Over the coming months, SIX will be sharing our tracking and interrogation of how the discourse around philanthropy has shifted, or not, after the profoundly impactful events of 2020. We are looking for themes that have been lost in the noise, and trends that have become louder; we are searching for signals about what has already gained, and what may still gain, traction and attention. We are examining, in a light touch way, what the implications of this might be for our funder friends in the SIX’s Funders Node and beyond.
Early 2020 – Our collective anxiety was rising
Alternative Editorial’s Dare to dream up the 2020s set 2020 in the context of a previous decade full of economic and civic unrest: from the anti-cuts protests across Europe in 2010, to the Arab Spring against despotism and corruption, and Occupy Wall Street against the influence of corporate money in politics, rampant greed and inequality. Then in 2013, triggered by the murder of Michael Trayvon, Black Lives Matter grew quickly and furiously and fed a much broader and ongoing movement against white supremacy and colonisation.
In 2014, there was also the Umbrella Revolution which, over several years, continued to bring global attention to the creative activism of Hong Kong youth against China’s attempts to dictate policy and its treatment of dissidents. There was also the ‘instantly dubbed Latin American Spring’ in Brazil, Ecuador and Peru and more riots in the USA in 2015 against police brutality, austerity and Donald Trump’s presidency. Greta Thunberg’s School Strike for Climate drew 7.5 million people across the world, and soon after, Extinction Rebellion shut down the centre of London with their three demands on climate emergency.

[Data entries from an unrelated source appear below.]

pub mod domain;
pub mod error;
pub mod protocol;

#[cfg(test)]
#[path = "tests/lib_tests.rs"]
mod tests;
use thiserror::Error;

/// Raised while a hook reads its configuration. A hook that fails with this
/// error has registered nothing.
#[derive(Debug, Clone, PartialEq, Eq, Error)]
pub enum ConfigurationError {
    #[error("missing attribute '{attribute}' on element <{element}>")]
    MissingAttribute { attribute: String, element: String },
    #[error("invalid integer value {value:?} for '{attribute}'")]
    InvalidInteger { attribute: String, value: String },
    #[error("unknown placement mode '{0}'")]
    UnknownPlacement(String),
    #[error("invalid target selector '{selector}': {reason}")]
    InvalidSelector { selector: String, reason: String },
    #[error("no element matches target selector '{0}'")]
    TargetNotFound(String),
    #[error("target '{0}' has no parent element to insert a sibling into")]
    DetachedTarget(String),
    #[error("element <{0}> is not a template")]
    NotATemplate(String),
    #[error("unknown hook '{0}'")]
    UnknownHook(String),
    #[error("unknown portal signal '{0}'")]
    UnknownSignal(String),
    #[error("cannot listen for events on <{element}>: {reason}")]
    ListenerRejected { element: String, reason: String },
}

What was interesting is how early Alternative Editorial’s piece could sense the collective angst: ‘our collective anxiety is rising…[we need] a new socio-economic system… a new matrix of human relationships that changes the effectiveness of the wider and grander system.’ And although they – like many of us – started the new decade largely positive, they also emphasised the need to develop better coping skills and what they called ‘response abilities’, in order to prepare for the unexpected and to catalyse lasting change.
Fair distribution of resources is a preventative not reactive measure
Another article we came across was in the Guardian, and it talked about charities being crowded in affluent areas instead of where they are needed. This was based on a report published by the think tank, New Philanthropy Capital (NPC) in the UK, which echoed Alternative Editorial in calling for a critical redistribution of resources.

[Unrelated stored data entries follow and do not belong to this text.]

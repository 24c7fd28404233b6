use std::{fs, path::Path};

use anyhow::Context;
use document::NodeSpec;
use serde::Deserialize;

/// A scripted page plus the host actions to replay against it.
#[derive(Debug, Clone, PartialEq, Deserialize)]
pub struct Scenario {
    #[serde(default)]
    pub name: Option<String>,
    pub document: NodeSpec,
    #[serde(default)]
    pub steps: Vec<Step>,
}

#[derive(Debug, Clone, PartialEq, Deserialize)]
#[serde(tag = "action", rename_all = "snake_case")]
pub enum Step {
    /// Mounts a hook by its host name, e.g. `Swish.Portal`.
    Mount { hook: String, selector: String },
    /// Sends `open` or `close` to a portal template.
    Signal { selector: String, signal: String },
    Dispatch {
        selector: String,
        event: String,
        #[serde(default)]
        detail: serde_json::Value,
    },
    /// Records every `event` that reaches `selector`.
    Observe { selector: String, event: String },
    Wait { ms: u64 },
    Snapshot {
        #[serde(default)]
        selector: Option<String>,
    },
    Destroy { selector: String },
}

impl Scenario {
    pub fn load(path: &Path) -> anyhow::Result<Self> {
        let raw = fs::read_to_string(path)
            .with_context(|| format!("failed to read scenario {}", path.display()))?;
        Self::parse(&raw).with_context(|| format!("invalid scenario {}", path.display()))
    }

    pub fn parse(raw: &str) -> anyhow::Result<Self> {
        Ok(toml::from_str(raw)?)
    }
}

#[cfg(test)]
#[path = "tests/scenario_tests.rs"]
mod tests;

The ‘North-South charity deficit’ meant that fewer charities are established in poorer areas and also less likely to survive beyond the short term. Local civil society groups were already struggling to keep pace with spiralling demand because of declining public funding and an overconcentration of investment in physical infrastructure.

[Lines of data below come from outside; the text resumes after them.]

use document::{Document, NodeId};
use shared::error::ConfigurationError;

pub fn required_attribute(
    document: &Document,
    element: NodeId,
    attribute: &str,
) -> Result<String, ConfigurationError> {
    document
        .attribute(element, attribute)
        .ok_or_else(|| ConfigurationError::MissingAttribute {
            attribute: attribute.to_string(),
            element: document.describe(element),
        })
}

pub fn optional_attribute(document: &Document, element: NodeId, attribute: &str) -> Option<String> {
    document.attribute(element, attribute)
}

/// Reads the leading base-10 integer of `value`, the way `parseInt` does:
/// leading whitespace and an optional sign are skipped and parsing stops at the
/// first non-digit, so `"300ms"` is 300 and `"1.5"` is 1. Fails when no digit
/// leads the value or the number is negative.
pub fn parse_integer(attribute: &str, value: &str) -> Result<u64, ConfigurationError> {
    let invalid = || ConfigurationError::InvalidInteger {
        attribute: attribute.to_string(),
        value: value.to_string(),
    };

    let trimmed = value.trim_start();
    let (negative, unsigned) = match trimmed.as_bytes().first() {
        Some(b'-') => (true, &trimmed[1..]),
        Some(b'+') => (false, &trimmed[1..]),
        _ => (false, trimmed),
    };
    let digits = unsigned
        .find(|ch: char| !ch.is_ascii_digit())
        .map_or(unsigned, |end| &unsigned[..end]);

    let number = digits.parse::<u64>().map_err(|_| invalid())?;
    if negative && number != 0 {
        return Err(invalid());
    }
    Ok(number)
}

pub fn required_integer(
    document: &Document,
    element: NodeId,
    attribute: &str,
) -> Result<u64, ConfigurationError> {
    let raw = required_attribute(document, element, attribute)?;
    parse_integer(attribute, &raw)
}

#[cfg(test)]
#[path = "tests/attribute_tests.rs"]
mod tests;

Given how COVID-19 panned out across the UK, killing proportionately more people in the North than in the rest of England, this article was once again a clarion call for challenges to come. These were charities, clubs and communities that were dealing with hard and complex issues like poverty, mental health and social care – the very issues that this pandemic only worsened.
Power balance is shifting – local response reigns supreme
In late 2020, the North-South power balance was questioned on a global scale too, with a report by the Cambridge Judge Business School’s (CJBS) entitled, Philanthropy and COVID-19: Is the North-South Power Balance Finally Shifting? The report referenced a famous sociologist, Erving Goffman, who asserted that the best time to understand social life is when it faces disruption.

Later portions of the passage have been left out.